Смешно сказать: полу ребёнок, сожалел я о недочитанном свитке с преданиями о волшебных девах-гуриях.  Я уеду, и когда-то вернусь? Мудрый султан отведёт беду… Но даже если я и доскачу до рассвета, к полудню войска сюда не успеют?! Дядя готов умереть за веру. Погибших за веру в раю услаждают гурии.  Останусь с дядей…  Для того чтобы умереть?

Тихий намеренный кашель отвлёк: коричневый от загара, босой, уже в годах морщинистый монах сутулился у занавешенного только ковром входа. Его только и не хватало!
  – Высокочтимого эмира и советника дяди моего нет дома.
  – Не к нему, к тебе я послан, если это ты, юноша, судом божьим судишься завтра с зовущимся де Ранси рыцарем.
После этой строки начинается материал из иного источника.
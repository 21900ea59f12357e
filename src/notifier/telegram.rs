//! Telegram Bot API channel

use super::{Notifier, NOTIFY_TIMEOUT};
use crate::error::{Error, Result};
use async_trait::async_trait;
use reqwest::multipart::{Form, Part};

const TELEGRAM_API: &str = "https://api.telegram.org";

pub struct TelegramNotifier {
    client: reqwest::Client,
    token: String,
    chat_id: String,
}

impl TelegramNotifier {
    pub fn new(token: impl Into<String>, chat_id: impl Into<String>) -> Result<Self> {
        let client = reqwest::Client::builder().timeout(NOTIFY_TIMEOUT).build()?;

        Ok(Self {
            client,
            token: token.into(),
            chat_id: chat_id.into(),
        })
    }

    fn method_url(&self, method: &str) -> String {
        format!("{}/bot{}/{}", TELEGRAM_API, self.token, method)
    }
}

#[async_trait]
impl Notifier for TelegramNotifier {
    fn channel(&self) -> &'static str {
        "telegram"
    }

    async fn notify(&self, message: &str, image: Option<&[u8]>) -> Result<()> {
        let response = match image {
            Some(jpeg) => {
                let photo = Part::bytes(jpeg.to_vec())
                    .file_name("alert.jpg")
                    .mime_str("image/jpeg")
                    .map_err(|e| Error::Notify(e.to_string()))?;
                let form = Form::new()
                    .text("chat_id", self.chat_id.clone())
                    .text("caption", message.to_string())
                    .part("photo", photo);
                self.client
                    .post(self.method_url("sendPhoto"))
                    .multipart(form)
                    .send()
                    .await?
            }
            None => {
                self.client
                    .post(self.method_url("sendMessage"))
                    .json(&serde_json::json!({
                        "chat_id": self.chat_id,
                        "text": message,
                    }))
                    .send()
                    .await?
            }
        };

        if !response.status().is_success() {
            let status = response.status();
            let body = response.text().await.unwrap_or_default();
            return Err(Error::Notify(format!("telegram returned {status}: {body}")));
        }
        Ok(())
    }
}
Кюре нашего прихода велел – наказал умолять тебя прийти к нему.
  – Не знаю никаких христиан и твоего кюре не знаю тоже.

– И он тебя не встречал. Но во имя высшей справедливости и – что всякому понятнее, – во имя твоей жизни, юноша! Когда придётся умолять, я должен обнять твои ноги: иди сейчас же к нему! Именем Пресвятой девы... Да ведь ты не крещён! Иначе, если тебе дороги своя и жизнь взрастившего тебя родственника – иди! Когда кюре сам придет, и это узнает Ираклий – добра не будет! Тебя же я проведу незаметно. Иди, юноша, иди со мной, – пропускное слово мне ведомо!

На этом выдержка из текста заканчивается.